Duru: Tek kelimeyle: karmaşık. Bazen kanatlarının olduğunu hissediyorsun, bazen dikenlerin. İstanbul seni hem seviyor hem sınıyor. Kadıköy’de daha güvende hissediyorum ama Taksim’in kalbimde yeri çok başka.
Muhabir: Taksim’den başlayalım mı? Ne ifade ediyor senin için?
Duru: Taksim bir meydandan çok daha fazlası. Bir nevi sahne… Görünür olmanın, var olmanın, hatta bazen sadece yürüyebilmenin bile bir direniş olduğu yer. Ama son yıllarda orada olmak cesaret istiyor. Polis baskısı, insanların bazen acımasız bakışları, ama yine de orası bizim tarihimizi taşıyor.
Muhabir: Peki Şişli?
Duru: Şişli biraz daha ticari bir yer. Nişantaşı tarafında yürürken kimse dönüp bakmaz mesela. Çünkü orada “alışıklar” artık. Ama Mecidiyeköy tarafı daha yoğun, daha koşturmacalı. İş yaparsın, eve dönersin. Sosyal olmak biraz zor ama düzen kurmak daha kolay.

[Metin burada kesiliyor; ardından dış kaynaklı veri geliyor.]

//! End-to-end integration tests for the tabsplit pipeline.
//!
//! These exercise the full path — receipt upload, chat commands,
//! settlement, audit — with scripted model backends, no network.

use std::sync::{Arc, Mutex};

use async_trait::async_trait;

use tabsplit_core::assignment::AssignmentAction;
use tabsplit_core::audit::{AuditRequest, SplitAuditor};
use tabsplit_core::error::{AuditError, Error, ExtractionError, InterpretationError};
use tabsplit_core::extract::{ReceiptExtractor, ReceiptImage};
use tabsplit_core::interpret::{CommandContext, CommandInterpreter, Interpretation};
use tabsplit_core::receipt::{ReceiptData, ReceiptItem};
use tabsplit_session::{AuditOutcome, BillSession, INTERPRETATION_FALLBACK, SharedSession};

// ── Scripted backend ─────────────────────────────────────────────────────

/// One backend covering all three capabilities with scripted behavior.
struct ScriptedModel {
    receipt: ReceiptData,
    interpretations: Mutex<Vec<Result<Interpretation, InterpretationError>>>,
    contexts: Mutex<Vec<CommandContext>>,
    audit_requests: Mutex<Vec<AuditRequest>>,
}

impl ScriptedModel {
    fn new(
        receipt: ReceiptData,
        interpretations: Vec<Result<Interpretation, InterpretationError>>,
    ) -> Arc<Self> {
        Arc::new(Self {
            receipt,
            interpretations: Mutex::new(interpretations),
            contexts: Mutex::new(Vec::new()),
            audit_requests: Mutex::new(Vec::new()),
        })
    }

    fn reply(reply: &str, actions: Vec<AssignmentAction>) -> Result<Interpretation, InterpretationError> {
        Ok(Interpretation {
            reply: reply.into(),
            assignments: actions,
        })
    }
}

#[async_trait]
impl ReceiptExtractor for ScriptedModel {
    fn name(&self) -> &str {
        "scripted"
    }

    async fn extract(&self, _image: &ReceiptImage) -> Result<ReceiptData, ExtractionError> {
        Ok(self.receipt.clone())
    }
}

#[async_trait]
impl CommandInterpreter for ScriptedModel {
    fn name(&self) -> &str {
        "scripted"
    }

    async fn interpret(
        &self,
        _text: &str,
        context: &CommandContext,
    ) -> Result<Interpretation, InterpretationError> {
        self.contexts.lock().unwrap().push(context.clone());
        self.interpretations.lock().unwrap().remove(0)
    }
}

#[async_trait]
impl SplitAuditor for ScriptedModel {
    fn name(&self) -> &str {
        "scripted"
    }

    async fn audit(&self, request: &AuditRequest) -> Result<String, AuditError> {
        self.audit_requests.lock().unwrap().push(request.clone());
        Ok("The split covers the whole bill and looks fair.".into())
    }
}

fn burger_fries_receipt() -> ReceiptData {
    ReceiptData {
        items: vec![
            ReceiptItem {
                id: "1".into(),
                name: "Burger".into(),
                price: 10.0,
                quantity: 1,
            },
            ReceiptItem {
                id: "2".into(),
                name: "Fries".into(),
                price: 6.0,
                quantity: 1,
            },
        ],
        subtotal: 16.0,
        tax: 1.6,
        tip: 3.2,
        total: 20.8,
        currency: "$".into(),
    }
}

fn session_with(model: Arc<ScriptedModel>) -> SharedSession {
    SharedSession::new(BillSession::new(model.clone(), model.clone(), model))
}

async fn upload(session: &SharedSession) -> ReceiptData {
    session
        .load_receipt(&ReceiptImage::new(vec![0xFF, 0xD8], "image/jpeg"))
        .await
        .expect("extraction should succeed")
}

// ── Tests ────────────────────────────────────────────────────────────────

#[tokio::test]
async fn full_flow_from_upload_to_audit() {
    let model = ScriptedModel::new(
        burger_fries_receipt(),
        vec![
            ScriptedModel::reply(
                "Burger on Tom.",
                vec![AssignmentAction::assign(["1"], ["Tom"])],
            ),
            ScriptedModel::reply(
                "Fries split between Tom and Ana.",
                vec![AssignmentAction::assign(["2"], ["Tom", "Ana"])],
            ),
        ],
    );
    let session = session_with(model.clone());

    let receipt = upload(&session).await;
    assert_eq!(receipt.items.len(), 2);

    // Before any command, everything is unassigned.
    let settlement = session.settlement().await.unwrap();
    assert!(settlement.people.is_empty());
    assert_eq!(settlement.unassigned.len(), 2);

    session.handle_command("the burger was Tom's").await.unwrap();
    let outcome = session
        .handle_command("Tom and Ana shared the fries")
        .await
        .unwrap();

    assert!(outcome.applied);
    assert!(outcome.settlement.unassigned.is_empty());

    let tom = &outcome.settlement.people[0];
    assert_eq!(tom.name, "Tom");
    assert!((tom.subtotal - 13.0).abs() < 1e-9);
    assert!((tom.tax - 1.3).abs() < 1e-9);
    assert!((tom.tip - 2.6).abs() < 1e-9);
    assert!((tom.total - 16.9).abs() < 1e-9);

    let ana = &outcome.settlement.people[1];
    assert_eq!(ana.name, "Ana");
    assert!((ana.total - 3.9).abs() < 1e-9);

    assert!((outcome.settlement.assigned_total - 20.8).abs() < 1e-9);

    // The audit sees the same breakdown the caller got.
    let audit = session.audit().await.unwrap();
    assert!(matches!(audit, AuditOutcome::Report(_)));
    let requests = model.audit_requests.lock().unwrap();
    assert_eq!(requests.len(), 1);
    assert_eq!(requests[0].people.len(), 2);
    assert!(requests[0].unassigned.is_empty());
    assert_eq!(requests[0].total, 20.8);
}

#[tokio::test]
async fn interpreter_context_grows_with_each_command() {
    let model = ScriptedModel::new(
        burger_fries_receipt(),
        vec![
            ScriptedModel::reply(
                "Burger on Tom, fries on Ana.",
                vec![
                    AssignmentAction::assign(["1"], ["Tom"]),
                    AssignmentAction::assign(["2"], ["Ana"]),
                ],
            ),
            ScriptedModel::reply(
                "Everyone shares the fries now.",
                vec![AssignmentAction::assign(["2"], ["Tom", "Ana"])],
            ),
        ],
    );
    let session = session_with(model.clone());
    upload(&session).await;

    session
        .handle_command("burger for Tom, fries for Ana")
        .await
        .unwrap();
    session
        .handle_command("actually split the fries between everyone")
        .await
        .unwrap();

    let contexts = model.contexts.lock().unwrap();
    // First command sees an empty bill; the second sees the people the
    // first one created — the "everyone" set.
    assert!(contexts[0].people.is_empty());
    assert_eq!(contexts[1].people, ["Tom", "Ana"]);
    assert_eq!(contexts[1].items.len(), 2);
}

#[tokio::test]
async fn failed_command_does_not_disturb_the_split() {
    let model = ScriptedModel::new(
        burger_fries_receipt(),
        vec![
            ScriptedModel::reply(
                "Burger on Tom.",
                vec![AssignmentAction::assign(["1"], ["Tom"])],
            ),
            Err(InterpretationError::Unusable("model went sideways".into())),
            ScriptedModel::reply(
                "Fries on Ana.",
                vec![AssignmentAction::assign(["2"], ["Ana"])],
            ),
        ],
    );
    let session = session_with(model);
    upload(&session).await;

    session.handle_command("the burger was Tom's").await.unwrap();

    let failed = session.handle_command("???").await.unwrap();
    assert!(!failed.applied);
    assert_eq!(failed.reply, INTERPRETATION_FALLBACK);

    // Tom's burger survived the failure, and the session keeps working.
    let tom = &failed.settlement.people[0];
    assert!((tom.subtotal - 10.0).abs() < 1e-9);

    let recovered = session.handle_command("fries for Ana").await.unwrap();
    assert!(recovered.applied);
    assert!(recovered.settlement.unassigned.is_empty());
}

#[tokio::test]
async fn reset_starts_over() {
    let model = ScriptedModel::new(
        burger_fries_receipt(),
        vec![ScriptedModel::reply(
            "Burger on Tom.",
            vec![AssignmentAction::assign(["1"], ["Tom"])],
        )],
    );
    let session = session_with(model);
    upload(&session).await;
    session.handle_command("the burger was Tom's").await.unwrap();

    session.reset().await;

    assert!(session.receipt().await.is_none());
    assert!(matches!(
        session.settlement().await,
        Err(Error::NoReceipt)
    ));
    assert!(session.transcript().await.is_empty());
}

#[tokio::test]
async fn reupload_replaces_the_bill() {
    let model = ScriptedModel::new(
        burger_fries_receipt(),
        vec![ScriptedModel::reply(
            "Burger on Tom.",
            vec![AssignmentAction::assign(["1"], ["Tom"])],
        )],
    );
    let session = session_with(model);

    upload(&session).await;
    session.handle_command("the burger was Tom's").await.unwrap();

    // A second upload starts a fresh bill: assignments are gone.
    upload(&session).await;
    let settlement = session.settlement().await.unwrap();
    assert!(settlement.people.is_empty());
    assert_eq!(settlement.unassigned.len(), 2);
}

Muhabir: Kadıköy son yıllarda çokça konuşuluyor. Orada durum nasıl?
Duru: Kadıköy başka bir dünya. Sanki biraz nefes alabiliyorum. Moda’da yürürken, Bahariye’de otururken insanlar seni sadece ‘insan’ olarak görüyor. Sanatla, müzikle, kitapla iç içe bir çevre. En az yargılandığım yer diyebilirim. Ama tabii ki, her yer gibi burası da yüzde yüz güvenli değil. Sokaklar bazen çok samimi, bazen çok ürkütücü.
Muhabir: Bu üç semti karşılaştırırsan, kendini en çok nerede ait hissediyorsun?
Duru: Kalbim Kadıköy’de ama ruhum Taksim’de büyüdü diyebilirim. Şişli bana ayakta durmayı öğretti. Hepsinin yeri ayrı. Belki de İstanbul’un en güzel yanı bu: her ruh haline uygun bir semtin mutlaka olması.
Muhabir: Peki hayatın normal bir gününde seni en çok ne mutlu ediyor?
Duru: Bir sabah Moda sahilinde kahve içerken biri gelip sadece “Günaydın” dese, o gün daha kolay geçiyor. Çünkü o “günaydın” bile, bir travestiye söylenince başka bir anlam taşıyor. Görülmek, duyulmak… İşte tüm mesele bu.
Muhabir: Son olarak İstanbul’daki travesti bireylere ya da onları anlamak isteyenlere ne söylemek istersin?
Duru: Korkmayın. Ne olmaktan ne de anlamaktan… Bazen sadece bir selam vermek, bir göz göze gelmek bile hayat kurtarabilir. İstanbul kalabalık ama empati kurarsak daha yaşanılır hale gelir. Çünkü biz bu şehrin parçasıyız, geçmişiyiz, geleceğiyiz.
Muhabir: Çok teşekkür ederim Duru, hem içtenliğin hem de cesaretin için.
Duru: Ben teşekkür ederim, sesimi duyduğunuz için.